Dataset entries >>
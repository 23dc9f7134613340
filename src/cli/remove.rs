//! todo remove / clear command implementations
//!
//! Both ask for confirmation unless `--force` is given.

use std::path::PathBuf;

use crate::cli::{confirm, open_todoer};
use crate::error::{Error, Result};
use crate::output::{emit_success, HumanOutput, OutputOptions};
use crate::task::Task;

/// Options for `todo remove`
pub struct RemoveOptions {
    pub id: usize,
    pub force: bool,
    pub config_dir: Option<PathBuf>,
    pub json: bool,
    pub quiet: bool,
}

/// Options for `todo clear`
pub struct ClearOptions {
    pub force: bool,
    pub config_dir: Option<PathBuf>,
    pub json: bool,
    pub quiet: bool,
}

#[derive(serde::Serialize)]
struct RemoveReport {
    id: usize,
    removed: Option<Task>,
}

#[derive(serde::Serialize)]
struct ClearReport {
    cleared: bool,
}

pub fn run_remove(options: RemoveOptions) -> Result<()> {
    let todoer = open_todoer(options.config_dir)?;
    let output = OutputOptions {
        json: options.json,
        quiet: options.quiet,
    };

    if !options.force {
        let tasks = todoer.store().read()?;
        let task = options
            .id
            .checked_sub(1)
            .and_then(|idx| tasks.get(idx))
            .ok_or(Error::InvalidId(options.id))?;

        let prompt = format!(
            "Remove To-Do #{} - \"{}\"?",
            options.id, task.description
        );
        if !confirm(&prompt)? {
            let human = HumanOutput::new("To-Do not removed. Operation cancelled");
            return emit_success(
                output,
                "remove",
                &RemoveReport {
                    id: options.id,
                    removed: None,
                },
                Some(&human),
            );
        }
    }

    let task = todoer.remove(options.id)?;
    let human = HumanOutput::new(format!(
        "To-Do #{} - \"{}\" was removed",
        options.id, task.description
    ));

    emit_success(
        output,
        "remove",
        &RemoveReport {
            id: options.id,
            removed: Some(task),
        },
        Some(&human),
    )
}

pub fn run_clear(options: ClearOptions) -> Result<()> {
    let todoer = open_todoer(options.config_dir)?;
    let output = OutputOptions {
        json: options.json,
        quiet: options.quiet,
    };

    if !options.force && !confirm("Remove all tasks?")? {
        let human = HumanOutput::new("Operation cancelled");
        return emit_success(output, "clear", &ClearReport { cleared: false }, Some(&human));
    }

    todoer.remove_all()?;

    let human = HumanOutput::new("All To-Do were removed");
    emit_success(output, "clear", &ClearReport { cleared: true }, Some(&human))
}
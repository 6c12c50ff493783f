use crate::models::{ChannelMetrics, FunnelStep, Insights};

pub const RECOMMENDATION: &str = "Recommendation: prioritize fixing the biggest drop-off step first, \
then reallocate spend toward higher-ROAS channels.";

const NO_DATA: &str = "no data";

/// Highest defined ROAS; ties keep the earliest channel.
pub fn best_roas(channels: &[ChannelMetrics]) -> Option<&ChannelMetrics> {
    select_roas(channels, |candidate, current| candidate > current)
}

/// Lowest defined ROAS; ties keep the earliest channel.
pub fn worst_roas(channels: &[ChannelMetrics]) -> Option<&ChannelMetrics> {
    select_roas(channels, |candidate, current| candidate < current)
}

fn select_roas(
    channels: &[ChannelMetrics],
    better: impl Fn(f64, f64) -> bool,
) -> Option<&ChannelMetrics> {
    let mut chosen: Option<(&ChannelMetrics, f64)> = None;
    for channel in channels {
        let Some(roas) = channel.roas else {
            continue;
        };
        if chosen.map_or(true, |(_, current)| better(roas, current)) {
            chosen = Some((channel, roas));
        }
    }
    chosen.map(|(channel, _)| channel)
}

/// Stage losing the largest share of its entrants; ties keep the earliest stage.
pub fn biggest_drop(steps: &[FunnelStep]) -> Option<&FunnelStep> {
    let mut chosen: Option<(&FunnelStep, f64)> = None;
    for step in steps {
        let Some(pct) = step.dropoff_pct else {
            continue;
        };
        if chosen.map_or(true, |(_, current)| pct > current) {
            chosen = Some((step, pct));
        }
    }
    chosen.map(|(step, _)| step)
}

fn describe_channel(label: &str, channel: Option<&ChannelMetrics>) -> String {
    match channel.and_then(|c| c.roas.map(|roas| (c, roas))) {
        Some((c, roas)) => format!("{label}: {} ({roas:.2}x)", c.channel),
        None => format!("{label}: {NO_DATA}"),
    }
}

fn describe_drop(step: Option<&FunnelStep>) -> String {
    match step.and_then(|s| s.dropoff_pct.map(|pct| (s, pct))) {
        Some((s, pct)) => {
            let next = s.stage.next().map_or("next step", |n| n.label());
            format!(
                "Biggest funnel drop: {} → {} ({:.0}% drop-off)",
                s.stage,
                next,
                pct * 100.0
            )
        }
        None => format!("Biggest funnel drop: {NO_DATA}"),
    }
}

pub fn generate(channels: &[ChannelMetrics], steps: &[FunnelStep]) -> Insights {
    Insights {
        best_roas: describe_channel("Best ROAS channel", best_roas(channels)),
        worst_roas: describe_channel("Lowest ROAS channel", worst_roas(channels)),
        biggest_drop: describe_drop(biggest_drop(steps)),
        recommendation: RECOMMENDATION.to_string(),
    }
}

#[cfg(test)]
mod tests {
    use super::*;
    use crate::models::Stage;

    fn channel(name: &str, roas: Option<f64>) -> ChannelMetrics {
        ChannelMetrics {
            channel: name.to_string(),
            spend: 100.0,
            revenue: roas.unwrap_or(0.0) * 100.0,
            purchase: 10,
            visits: 1000,
            roas,
            cac: Some(10.0),
            cvr: Some(0.01),
        }
    }

    fn step(stage: Stage, count: u64, dropoff_pct: Option<f64>) -> FunnelStep {
        FunnelStep {
            stage,
            count,
            dropoff_pct,
        }
    }

    #[test]
    fn best_roas_keeps_first_on_tie() {
        let channels = vec![
            channel("A", Some(3.0)),
            channel("B", Some(1.5)),
            channel("C", Some(3.0)),
        ];
        assert_eq!(best_roas(&channels).unwrap().channel, "A");
        assert_eq!(worst_roas(&channels).unwrap().channel, "B");
    }

    #[test]
    fn worst_roas_keeps_first_on_tie() {
        let channels = vec![
            channel("A", Some(2.0)),
            channel("B", Some(0.5)),
            channel("C", Some(0.5)),
        ];
        assert_eq!(worst_roas(&channels).unwrap().channel, "B");
    }

    #[test]
    fn undefined_roas_is_skipped() {
        let channels = vec![channel("A", None), channel("B", Some(1.2))];
        assert_eq!(best_roas(&channels).unwrap().channel, "B");
        assert_eq!(worst_roas(&channels).unwrap().channel, "B");
        assert!(best_roas(&[channel("A", None)]).is_none());
    }

    #[test]
    fn single_channel_is_both_best_and_worst() {
        let channels = vec![channel("X", Some(3.0))];
        let insights = generate(&channels, &[]);
        assert_eq!(insights.best_roas, "Best ROAS channel: X (3.00x)");
        assert_eq!(insights.worst_roas, "Lowest ROAS channel: X (3.00x)");
    }

    #[test]
    fn biggest_drop_prefers_earliest_on_tie() {
        let steps = vec![
            step(Stage::Visits, 100, Some(0.4)),
            step(Stage::Signup, 60, Some(0.5)),
            step(Stage::AddToCart, 30, Some(0.5)),
            step(Stage::Checkout, 15, None),
            step(Stage::Purchase, 0, None),
        ];
        assert_eq!(biggest_drop(&steps).unwrap().stage, Stage::Signup);
        assert_eq!(
            generate(&[], &steps).biggest_drop,
            "Biggest funnel drop: Signup → Add to Cart (50% drop-off)"
        );
    }

    #[test]
    fn empty_inputs_fall_back_to_no_data() {
        let steps = vec![
            step(Stage::Visits, 0, None),
            step(Stage::Signup, 0, None),
            step(Stage::AddToCart, 0, None),
            step(Stage::Checkout, 0, None),
            step(Stage::Purchase, 0, None),
        ];
        let insights = generate(&[], &steps);
        assert_eq!(insights.best_roas, "Best ROAS channel: no data");
        assert_eq!(insights.worst_roas, "Lowest ROAS channel: no data");
        assert_eq!(insights.biggest_drop, "Biggest funnel drop: no data");
        assert_eq!(insights.recommendation, RECOMMENDATION);
    }
}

What the task requires >>
You are asked to reproduce word for word the line containing "funnel drop: no" and every subsequent line through the end of the entries.

Output of the task >>
        assert_eq!(insights.biggest_drop, "Biggest funnel drop: no data");
        assert_eq!(insights.recommendation, RECOMMENDATION);
    }
}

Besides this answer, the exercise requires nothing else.